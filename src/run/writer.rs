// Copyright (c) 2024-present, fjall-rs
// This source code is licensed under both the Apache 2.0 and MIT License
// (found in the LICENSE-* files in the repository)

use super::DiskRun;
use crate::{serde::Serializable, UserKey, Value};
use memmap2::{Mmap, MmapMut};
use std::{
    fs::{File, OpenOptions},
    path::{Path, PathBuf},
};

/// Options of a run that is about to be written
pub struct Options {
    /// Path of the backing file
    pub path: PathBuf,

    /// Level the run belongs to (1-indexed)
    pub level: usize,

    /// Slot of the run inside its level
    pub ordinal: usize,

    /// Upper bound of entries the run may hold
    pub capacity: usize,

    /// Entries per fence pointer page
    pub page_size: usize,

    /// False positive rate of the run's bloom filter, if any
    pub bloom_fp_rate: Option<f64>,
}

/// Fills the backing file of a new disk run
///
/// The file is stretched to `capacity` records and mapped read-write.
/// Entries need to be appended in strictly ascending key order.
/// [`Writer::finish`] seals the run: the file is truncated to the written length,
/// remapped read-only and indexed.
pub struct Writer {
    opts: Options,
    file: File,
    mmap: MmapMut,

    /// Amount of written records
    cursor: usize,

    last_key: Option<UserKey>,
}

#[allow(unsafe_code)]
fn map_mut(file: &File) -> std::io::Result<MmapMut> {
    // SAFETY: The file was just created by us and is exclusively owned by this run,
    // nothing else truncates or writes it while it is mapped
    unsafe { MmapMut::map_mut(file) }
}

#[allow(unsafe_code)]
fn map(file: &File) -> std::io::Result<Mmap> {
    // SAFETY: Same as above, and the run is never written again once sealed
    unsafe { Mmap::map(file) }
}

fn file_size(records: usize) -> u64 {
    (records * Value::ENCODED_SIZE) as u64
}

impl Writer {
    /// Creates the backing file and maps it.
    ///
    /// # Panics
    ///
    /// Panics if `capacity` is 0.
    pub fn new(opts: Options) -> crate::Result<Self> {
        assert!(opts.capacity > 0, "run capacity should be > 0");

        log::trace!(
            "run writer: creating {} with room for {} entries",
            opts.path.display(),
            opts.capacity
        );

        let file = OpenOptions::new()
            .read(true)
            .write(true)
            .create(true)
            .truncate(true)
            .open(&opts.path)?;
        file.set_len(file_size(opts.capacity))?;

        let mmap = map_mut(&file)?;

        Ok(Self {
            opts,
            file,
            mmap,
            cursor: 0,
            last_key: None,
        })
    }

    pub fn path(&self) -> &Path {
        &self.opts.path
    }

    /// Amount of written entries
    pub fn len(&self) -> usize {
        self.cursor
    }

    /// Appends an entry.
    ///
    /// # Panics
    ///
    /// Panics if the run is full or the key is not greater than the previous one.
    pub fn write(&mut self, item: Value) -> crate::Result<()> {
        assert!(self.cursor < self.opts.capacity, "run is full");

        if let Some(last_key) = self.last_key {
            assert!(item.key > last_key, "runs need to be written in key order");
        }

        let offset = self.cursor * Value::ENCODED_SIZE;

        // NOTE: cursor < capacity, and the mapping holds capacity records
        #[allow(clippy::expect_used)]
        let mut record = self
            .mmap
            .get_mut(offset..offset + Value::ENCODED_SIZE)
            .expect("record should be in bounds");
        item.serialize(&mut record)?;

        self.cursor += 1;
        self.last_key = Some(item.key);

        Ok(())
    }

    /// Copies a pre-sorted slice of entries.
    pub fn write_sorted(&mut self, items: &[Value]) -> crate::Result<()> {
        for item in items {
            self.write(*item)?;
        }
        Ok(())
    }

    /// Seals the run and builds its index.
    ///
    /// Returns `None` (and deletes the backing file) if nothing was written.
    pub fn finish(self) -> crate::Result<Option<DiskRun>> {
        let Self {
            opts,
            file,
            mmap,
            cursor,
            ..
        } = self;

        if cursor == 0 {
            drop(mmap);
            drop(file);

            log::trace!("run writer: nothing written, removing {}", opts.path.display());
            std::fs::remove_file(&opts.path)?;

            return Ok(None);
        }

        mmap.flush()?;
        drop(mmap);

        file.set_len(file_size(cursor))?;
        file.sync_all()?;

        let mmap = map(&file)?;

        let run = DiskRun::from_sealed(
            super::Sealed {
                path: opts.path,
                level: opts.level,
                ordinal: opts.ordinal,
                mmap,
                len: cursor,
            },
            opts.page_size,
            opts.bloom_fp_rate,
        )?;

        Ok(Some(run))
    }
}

» WORK REQUEST: A complete answer gives every line of the data that includes "indexed".

» WRITTEN RESPONSE:
    /// Level the run belongs to (1-indexed)
/// remapped read-only and indexed.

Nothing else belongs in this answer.